To-day, armed with a certificate from my Doctor in a sealed envelope and addressed "to the Medical Officer examining Mr. W.N.P. Barbellion," I got leave to attend the recruiting office and offer my services to my King and Country. At the time, the fact that the envelope was sealed caused no suspicion and I had been comfortably carrying the document about in my pocket for days past.
Of course I attended merely as a matter of form under pressure of the authorities, as I knew I was totally unfit—but not quite how unfit. After receiving this precious certificate, I learnt that K—— was recruiting Doctor at W——, and he offered to "put me thro' in five minutes," as he knows the state of my health. So at a time agreed upon, I went to-day and was immediately rejected as soon as he had stethoscoped my heart. The certificate therefore was not needed, and coming home in the train I opened it out of curiosity....

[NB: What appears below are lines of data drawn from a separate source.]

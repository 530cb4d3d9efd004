// SPDX-License-Identifier: MIT
// Copyright (c) 2026 Alfred Jean LLC

//! Directive parsing and textual inversion.

use std::collections::BTreeSet;
use thiserror::Error;

/// Marks a subprocess stdout line as a directive rather than plain log text.
pub const DIRECTIVE_PREFIX: &str = "JET_TEST: ";

/// One enable/disable instruction emitted by the test binary mid-run.
///
/// Tags are opaque strings. A well-formed directive keeps the two sets
/// disjoint; overlap is rejected by [`Directive::parse`].
#[derive(Clone, Debug, Default, PartialEq, Eq)]
pub struct Directive {
    pub enable: BTreeSet<String>,
    pub disable: BTreeSet<String>,
}

impl Directive {
    /// Parse the clause text following the `JET_TEST:` prefix.
    ///
    /// The body is a `;`-separated list of `enable(tag[,tag...])` and
    /// `disable(tag[,tag...])` clauses, whitespace-tolerant around clauses
    /// and tags. Any other clause shape is fatal; the caller must not
    /// silently skip a malformed directive.
    pub fn parse(body: &str) -> Result<Self, DirectiveError> {
        let mut directive = Directive::default();
        for clause in body.split(';') {
            let clause = clause.trim();
            if let Some(tags) = clause_tags(clause, "enable") {
                directive.enable.extend(tags);
            } else if let Some(tags) = clause_tags(clause, "disable") {
                directive.disable.extend(tags);
            } else {
                return Err(DirectiveError::UnknownClause {
                    clause: clause.to_string(),
                });
            }
        }
        if let Some(tag) = directive.enable.intersection(&directive.disable).next() {
            return Err(DirectiveError::OverlappingTag { tag: tag.clone() });
        }
        Ok(directive)
    }
}

/// Tags of a `keyword(tag,tag,...)` clause, or `None` when the clause does
/// not have that exact shape.
fn clause_tags(clause: &str, keyword: &str) -> Option<Vec<String>> {
    let inner = clause
        .strip_prefix(keyword)?
        .strip_prefix('(')?
        .strip_suffix(')')?;
    Some(inner.split(',').map(|tag| tag.trim().to_string()).collect())
}

/// Textual inverse of a directive line: swaps the words `enable` and
/// `disable` everywhere in the string.
///
/// The swap goes through a placeholder so the second substitution cannot
/// re-match text produced by the first. Applied to the raw directive line
/// (prefix included), and `invert(invert(d)) == d` for any directive built
/// from `enable`/`disable` clause keywords.
pub fn invert(directive_text: &str) -> String {
    const PLACEHOLDER: &str = "\u{1}swap\u{1}";
    directive_text
        .replace("enable", PLACEHOLDER)
        .replace("disable", "enable")
        .replace(PLACEHOLDER, "disable")
}

#[derive(Debug, Error)]
pub enum DirectiveError {
    #[error("unknown directive clause: `{clause}`")]
    UnknownClause { clause: String },

    #[error("tag `{tag}` appears in both enable and disable")]
    OverlappingTag { tag: String },
}

#[cfg(test)]
#[path = "directive_tests.rs"]
mod tests;
// SPDX-License-Identifier: MIT
// Copyright (c) 2026 Alfred Jean LLC

#![allow(clippy::unwrap_used, clippy::expect_used, clippy::panic)]
use super::*;
use proptest::prelude::*;

fn tags(names: &[&str]) -> BTreeSet<String> {
    names.iter().map(|name| name.to_string()).collect()
}

#[test]
fn parses_single_enable_clause() {
    let directive = Directive::parse("enable(fast)").unwrap();
    assert_eq!(directive.enable, tags(&["fast"]));
    assert!(directive.disable.is_empty());
}

#[test]
fn parses_mixed_clauses_with_whitespace() {
    let directive = Directive::parse(" enable( fast , smoke ) ; disable(slow) ").unwrap();
    assert_eq!(directive.enable, tags(&["fast", "smoke"]));
    assert_eq!(directive.disable, tags(&["slow"]));
}

#[test]
fn accumulates_tags_across_repeated_clauses() {
    let directive = Directive::parse("disable(a);disable(b)").unwrap();
    assert_eq!(directive.disable, tags(&["a", "b"]));
}

#[test]
fn rejects_unknown_clause_keyword() {
    let err = Directive::parse("maybe(x)").unwrap_err();
    assert!(matches!(err, DirectiveError::UnknownClause { clause } if clause == "maybe(x)"));
}

#[test]
fn rejects_keyword_without_parentheses() {
    assert!(Directive::parse("enable fast").is_err());
    assert!(Directive::parse("enabled(fast)").is_err());
}

#[test]
fn rejects_trailing_empty_clause() {
    assert!(Directive::parse("enable(fast);").is_err());
}

#[test]
fn rejects_tag_in_both_sets() {
    let err = Directive::parse("enable(fast);disable(fast)").unwrap_err();
    assert!(matches!(err, DirectiveError::OverlappingTag { tag } if tag == "fast"));
}

#[test]
fn invert_swaps_keywords() {
    assert_eq!(
        invert("enable(fast);disable(slow)"),
        "disable(fast);enable(slow)"
    );
}

#[test]
fn invert_keeps_prefix_and_spacing() {
    assert_eq!(
        invert("JET_TEST: disable(slow) ; enable(fast)"),
        "JET_TEST: enable(slow) ; disable(fast)"
    );
}

#[test]
fn inverted_directive_still_parses() {
    let inverted = invert("enable(a,b);disable(c)");
    let directive = Directive::parse(&inverted).unwrap();
    assert_eq!(directive.enable, tags(&["c"]));
    assert_eq!(directive.disable, tags(&["a", "b"]));
}

proptest! {
    #[test]
    fn invert_round_trips(
        clauses in prop::collection::vec(
            (any::<bool>(), prop::collection::vec("[a-z][a-z0-9_]{0,8}", 1..4)),
            1..5,
        )
    ) {
        let text = clauses
            .iter()
            .map(|(is_enable, tag_list)| {
                let keyword = if *is_enable { "enable" } else { "disable" };
                format!("{}({})", keyword, tag_list.join(","))
            })
            .collect::<Vec<_>>()
            .join(";");
        prop_assert_eq!(invert(&invert(&text)), text);
    }
}
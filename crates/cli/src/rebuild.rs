// SPDX-License-Identifier: MIT
// Copyright (c) 2026 Alfred Jean LLC

//! Build re-configuration trigger.

use std::path::Path;

use tokio::process::Command;

use crate::output::{print_runner, print_warning};

/// Fixed configure invocation: debug build with live-build tests enabled,
/// run from inside the build directory against its parent.
const CMAKE_ARGS: [&str; 3] = ["-DCMAKE_BUILD_TYPE=Debug", "-DJET_LIVE_BUILD_TESTS=ON", ".."];

/// Re-run the cmake configure step if a batch of patches touched a
/// build-descriptor file. Invoked once per directive application, not per
/// file.
///
/// Blocks until cmake completes: the next test case may depend on the new
/// configuration, so the controller must not read further output before
/// the configure step finishes. A spawn failure or non-zero exit is
/// surfaced as a warning and never aborts the run.
pub async fn maybe_rebuild(touched_build_descriptor: bool, build_dir: &Path) {
    if !touched_build_descriptor {
        return;
    }
    print_runner("Running cmake");
    match Command::new("cmake")
        .args(CMAKE_ARGS)
        .current_dir(build_dir)
        .status()
        .await
    {
        Ok(status) if status.success() => {}
        Ok(status) => print_warning(format_args!("cmake exited with {}", status)),
        Err(e) => print_warning(format_args!("failed to run cmake: {}", e)),
    }
}

#[cfg(test)]
#[path = "rebuild_tests.rs"]
mod tests;
//! The assertion catalog
//!
//! Every assertion takes the reporter first and a slice of extra message
//! fragments last. A passing assertion has no effect on the reporter. A
//! failing one reports, in order:
//!
//! 1. the call site (`<file>:<line>`) of the test author's call
//! 2. a headline naming the failed expectation
//! 3. detail lines (differences, unexpected values)
//! 4. the extra fragments, concatenated onto a single line
//!
//! and then marks the test failed and aborts it. A value that could not be
//! inspected fails every comparison it takes part in, with the inspection
//! error as the detail.

use chrono::{DateTime, Duration, TimeZone};
use deepcheck_equality::{is_equal, short_type_name, Inspect, Value};
use tracing::{debug, trace};

use crate::call_site::{CallSite, CallSiteResolver, CallStack};
use crate::config::Settings;
use crate::protect::{protected, PanicPayload};
use crate::reporter::Reporter;

/// Frames between a direct assertion's entry point and its check
const DIRECT_DEPTH: usize = 1;

/// Frames between [`panics`] and its check: the protected scope and the
/// recovery handler sit on top of the direct depth
const RECOVERY_DEPTH: usize = DIRECT_DEPTH + 2;

/// Assert deep equality of `expected` and `actual`
///
/// An `Option` set to `None`, an empty `Option<Vec<_>>` and friends all count
/// as equal to [`Value::Absent`], but only at the top level.
#[track_caller]
pub fn equal<R, E, A>(t: &mut R, expected: E, actual: A, extra: &[&str])
where
    R: Reporter + ?Sized,
    E: Inspect,
    A: Inspect,
{
    let mut stack = CallStack::capture();
    check_equal(
        t,
        &expected.inspect_value(),
        &actual.inspect_value(),
        extra,
        &mut stack,
        DIRECT_DEPTH,
    );
}

/// Assert `expected` and `actual` are not deeply equal
#[track_caller]
pub fn not_equal<R, E, A>(t: &mut R, expected: E, actual: A, extra: &[&str])
where
    R: Reporter + ?Sized,
    E: Inspect,
    A: Inspect,
{
    let mut stack = CallStack::capture();
    check_not_equal(
        t,
        &expected.inspect_value(),
        &actual.inspect_value(),
        extra,
        &mut stack,
        DIRECT_DEPTH,
    );
}

#[track_caller]
pub fn is_true<R: Reporter + ?Sized>(t: &mut R, actual: bool, extra: &[&str]) {
    let mut stack = CallStack::capture();
    check_bool(t, true, actual, extra, &mut stack, DIRECT_DEPTH);
}

#[track_caller]
pub fn is_false<R: Reporter + ?Sized>(t: &mut R, actual: bool, extra: &[&str]) {
    let mut stack = CallStack::capture();
    check_bool(t, false, actual, extra, &mut stack, DIRECT_DEPTH);
}

/// Assert `actual` is absent (`None`, or an unset sequence, map, callable...)
#[track_caller]
pub fn nil<R, A>(t: &mut R, actual: A, extra: &[&str])
where
    R: Reporter + ?Sized,
    A: Inspect,
{
    let mut stack = CallStack::capture();
    check_nil(t, &actual.inspect_value(), extra, &mut stack, DIRECT_DEPTH);
}

/// Assert `actual` is present
#[track_caller]
pub fn not_nil<R, A>(t: &mut R, actual: A, extra: &[&str])
where
    R: Reporter + ?Sized,
    A: Inspect,
{
    let mut stack = CallStack::capture();
    check_not_nil(t, &actual.inspect_value(), extra, &mut stack, DIRECT_DEPTH);
}

/// Assert `haystack` contains `needle` literally
#[track_caller]
pub fn contains<R: Reporter + ?Sized>(t: &mut R, needle: &str, haystack: &str, extra: &[&str]) {
    let mut stack = CallStack::capture();
    check_contains(t, true, needle, haystack, extra, &mut stack, DIRECT_DEPTH);
}

/// Assert `haystack` does not contain `needle`
#[track_caller]
pub fn not_contains<R: Reporter + ?Sized>(
    t: &mut R,
    needle: &str,
    haystack: &str,
    extra: &[&str],
) {
    let mut stack = CallStack::capture();
    check_contains(t, false, needle, haystack, extra, &mut stack, DIRECT_DEPTH);
}

/// Assert the static type of `actual` is named `expected`
///
/// Names are short: module paths are stripped, so a `Vec<my_crate::Point>`
/// is named `Vec<Point>`. References keep their `&`.
#[track_caller]
pub fn type_of<R, A>(t: &mut R, expected: &str, _actual: A, extra: &[&str])
where
    R: Reporter + ?Sized,
{
    let mut stack = CallStack::capture();
    check_type(
        t,
        expected,
        &short_type_name::<A>(),
        extra,
        &mut stack,
        DIRECT_DEPTH,
    );
}

/// Assert `actual` is no further than `tolerance` from `goal`, in either
/// direction
#[track_caller]
pub fn within_duration<R, Tz1, Tz2>(
    t: &mut R,
    tolerance: Duration,
    goal: DateTime<Tz1>,
    actual: DateTime<Tz2>,
    extra: &[&str],
) where
    R: Reporter + ?Sized,
    Tz1: TimeZone,
    Tz2: TimeZone,
{
    let mut stack = CallStack::capture();
    let delta = actual.clone().signed_duration_since(goal.clone());
    let delta = if delta < Duration::zero() { -delta } else { delta };

    let outcome = if delta <= tolerance {
        Ok(())
    } else {
        Err(Failure::new(format!(
            "Expected `{}` to be within `{}` of `{}`",
            actual.inspect_value(),
            tolerance.inspect_value(),
            goal.inspect_value()
        ))
        .detail(format!("Difference `{}`", delta.inspect_value())))
    };
    stack.enter();
    report(
        t,
        "within_duration",
        outcome,
        extra,
        &mut stack,
        DIRECT_DEPTH + 1,
    );
}

/// Assert `f` panics with the message `expected`
///
/// Panics carrying something other than a string are rendered as
/// `Box<dyn Any>` and never match.
#[track_caller]
pub fn panics<R, F>(t: &mut R, expected: &str, f: F, extra: &[&str])
where
    R: Reporter + ?Sized,
    F: FnOnce(),
{
    let mut stack = CallStack::capture();
    let outcome = run_protected(f, &mut stack);
    check_panic(t, expected, outcome, extra, &mut stack, RECOVERY_DEPTH);
}

/// Generic predicate assertion: fail with `message` unless `ok`
#[track_caller]
pub fn assert<R: Reporter + ?Sized>(t: &mut R, ok: bool, message: &str, extra: &[&str]) {
    let mut stack = CallStack::capture();
    let outcome = if ok {
        Ok(())
    } else {
        Err(Failure::new(message))
    };
    stack.enter();
    report(t, "assert", outcome, extra, &mut stack, DIRECT_DEPTH + 1);
}

// ==================== Checks ====================

fn check_equal<R: Reporter + ?Sized>(
    t: &mut R,
    expected: &Value,
    actual: &Value,
    extra: &[&str],
    stack: &mut CallStack,
    depth: usize,
) {
    stack.enter();
    let outcome = if let Some(failure) = uninspectable(&[expected, actual]) {
        Err(failure)
    } else if is_equal(expected, actual) {
        Ok(())
    } else {
        Err(
            Failure::new(format!("Expected `{expected}` to equal `{actual}`"))
                .differences(t.differ().differences(expected, actual)),
        )
    };
    report(t, "equal", outcome, extra, stack, depth + 1);
}

fn check_not_equal<R: Reporter + ?Sized>(
    t: &mut R,
    expected: &Value,
    actual: &Value,
    extra: &[&str],
    stack: &mut CallStack,
    depth: usize,
) {
    stack.enter();
    let outcome = if let Some(failure) = uninspectable(&[expected, actual]) {
        Err(failure)
    } else if is_equal(expected, actual) {
        Err(
            Failure::new(format!("Expected `{expected}` to not equal `{actual}`"))
                .detail(format!("Unexpected `{actual}`")),
        )
    } else {
        Ok(())
    };
    report(t, "not_equal", outcome, extra, stack, depth + 1);
}

fn check_bool<R: Reporter + ?Sized>(
    t: &mut R,
    expected: bool,
    actual: bool,
    extra: &[&str],
    stack: &mut CallStack,
    depth: usize,
) {
    stack.enter();
    let outcome = if is_equal(&expected.inspect_value(), &actual.inspect_value()) {
        Ok(())
    } else {
        Err(Failure::new(format!("Expected to be {expected}")))
    };
    let assertion = if expected { "is_true" } else { "is_false" };
    report(t, assertion, outcome, extra, stack, depth + 1);
}

fn check_nil<R: Reporter + ?Sized>(
    t: &mut R,
    actual: &Value,
    extra: &[&str],
    stack: &mut CallStack,
    depth: usize,
) {
    stack.enter();
    let outcome = if let Some(failure) = uninspectable(&[actual]) {
        Err(failure)
    } else if is_equal(&Value::Absent, actual) {
        Ok(())
    } else {
        Err(Failure::new("Expected None").detail(format!("Unexpected `{actual}`")))
    };
    report(t, "nil", outcome, extra, stack, depth + 1);
}

fn check_not_nil<R: Reporter + ?Sized>(
    t: &mut R,
    actual: &Value,
    extra: &[&str],
    stack: &mut CallStack,
    depth: usize,
) {
    stack.enter();
    let outcome = if let Some(failure) = uninspectable(&[actual]) {
        Err(failure)
    } else if is_equal(&Value::Absent, actual) {
        Err(Failure::new("Unexpected None"))
    } else {
        Ok(())
    };
    report(t, "not_nil", outcome, extra, stack, depth + 1);
}

fn check_contains<R: Reporter + ?Sized>(
    t: &mut R,
    expect_found: bool,
    needle: &str,
    haystack: &str,
    extra: &[&str],
    stack: &mut CallStack,
    depth: usize,
) {
    stack.enter();
    let found = haystack.contains(needle);
    let (assertion, outcome) = match (expect_found, found) {
        (true, false) => (
            "contains",
            Err(Failure::new(format!("Expected to find `{needle}`"))),
        ),
        (false, true) => (
            "not_contains",
            Err(Failure::new(format!("Expected not to find `{needle}`"))),
        ),
        (true, true) => ("contains", Ok(())),
        (false, false) => ("not_contains", Ok(())),
    };
    let outcome = outcome.map_err(|failure| failure.detail(format!("in `{haystack}`")));
    report(t, assertion, outcome, extra, stack, depth + 1);
}

fn check_type<R: Reporter + ?Sized>(
    t: &mut R,
    expected: &str,
    actual: &str,
    extra: &[&str],
    stack: &mut CallStack,
    depth: usize,
) {
    stack.enter();
    let outcome = if expected == actual {
        Ok(())
    } else {
        Err(Failure::new(format!(
            "Expected type `{expected}` but got `{actual}`"
        )))
    };
    report(t, "type_of", outcome, extra, stack, depth + 1);
}

fn check_panic<R: Reporter + ?Sized>(
    t: &mut R,
    expected: &str,
    outcome: Result<(), PanicPayload>,
    extra: &[&str],
    stack: &mut CallStack,
    depth: usize,
) {
    stack.enter();
    let headline = || Failure::new(format!("Expected panic `{expected}`"));
    let outcome = match outcome {
        Ok(()) => Err(headline().detail("No panic")),
        Err(payload) => {
            let matches = payload.message.is_some()
                && is_equal(&Value::str(expected), &Value::str(payload.text()));
            if matches {
                Ok(())
            } else {
                Err(headline().detail(format!("Unexpected `{payload}`")))
            }
        }
    };
    report(t, "panics", outcome, extra, stack, depth + 1);
}

/// Failure for the first operand holding a value whose inspection failed
fn uninspectable(values: &[&Value]) -> Option<Failure> {
    let broken = values.iter().find_map(|value| value.uninspectable())?;
    Some(
        Failure::new(format!("Cannot inspect `{}`", broken.type_name))
            .detail(broken.error.to_string()),
    )
}

fn run_protected<F: FnOnce()>(f: F, stack: &mut CallStack) -> Result<(), PanicPayload> {
    stack.enter();
    let outcome = protected(f);
    recover(outcome, stack)
}

fn recover(
    outcome: Result<(), PanicPayload>,
    stack: &mut CallStack,
) -> Result<(), PanicPayload> {
    stack.enter();
    if let Err(payload) = &outcome {
        trace!("Recovered panic: {}", payload);
    }
    outcome
}

// ==================== Reporting ====================

/// What a failed assertion has to say
#[derive(Debug)]
struct Failure {
    headline: String,
    details: Vec<String>,
    differences: Vec<String>,
}

impl Failure {
    fn new(headline: impl Into<String>) -> Self {
        Self {
            headline: headline.into(),
            details: Vec::new(),
            differences: Vec::new(),
        }
    }

    fn detail(mut self, line: impl Into<String>) -> Self {
        self.details.push(line.into());
        self
    }

    fn differences(mut self, differences: Vec<String>) -> Self {
        self.differences = differences;
        self
    }

    fn lines(
        &self,
        call_site: Option<CallSite>,
        settings: &Settings,
        extra: &[&str],
    ) -> Vec<String> {
        let mut lines = Vec::new();
        if let Some(site) = call_site {
            lines.push(site.to_string());
        }
        lines.push(format!("{}{}", settings.error_prefix, self.headline));

        let detail = |line: &str| format!("{}{}", settings.detail_prefix, line);
        lines.extend(self.details.iter().map(|line| detail(line)));

        let shown = settings
            .max_differences
            .unwrap_or(usize::MAX)
            .min(self.differences.len());
        lines.extend(self.differences[..shown].iter().map(|line| detail(line)));
        let hidden = self.differences.len() - shown;
        if hidden > 0 {
            lines.push(detail(&format!("... and {hidden} more differences")));
        }

        let message = extra.concat();
        if !message.is_empty() {
            lines.push(detail(&message));
        }
        lines
    }
}

fn report<R: Reporter + ?Sized>(
    t: &mut R,
    assertion: &'static str,
    outcome: Result<(), Failure>,
    extra: &[&str],
    stack: &mut CallStack,
    depth: usize,
) {
    stack.enter();
    let call_site = stack.resolve(depth);
    let location = call_site.map_or_else(|| "<unknown>".to_string(), |site| site.to_string());

    let failure = match outcome {
        Ok(()) => {
            trace!(assertion, call_site = %location, "Assertion passed");
            return;
        }
        Err(failure) => failure,
    };
    debug!(assertion, call_site = %location, "Assertion failed: {}", failure.headline);

    let lines = failure.lines(call_site, t.settings(), extra);
    for line in &lines {
        t.error(format_args!("{line}"));
    }
    t.fail();
    t.fail_now();
}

I was quite casual and thought it would be merely interesting to see what M—— said.
It was.
"Some 18 months ago," it ran, "Mr. Barbellion shewed the just visible symptoms of —— ——" and altho' this fact was at once communicated to my relatives it was withheld from me and M—— therefore asked the M.O. to respect this confidence and to reject me without stating on what grounds. He went on to refer to my patellar and plantar reflexes, by which time I had had enough, tore the paper up and flung it out of the railway carriage window.
I then returned to the Museum intending to find out what —— —— was in Clifford Allbutt's System of Medicine. I wondered whether it was brain or heart; and the very thought gave me palpitation. I hope it is heart—something short and sharp rather than lingering. But I believe it must be —— of the brain, the opposite process of softening occurring in old age. I recall M——'s words to me before geting married: that I had this "nerve weakness," but I was more likely to succumb to pneumonia than to any nervous trouble, and that only 12 months' happiness would be worth while.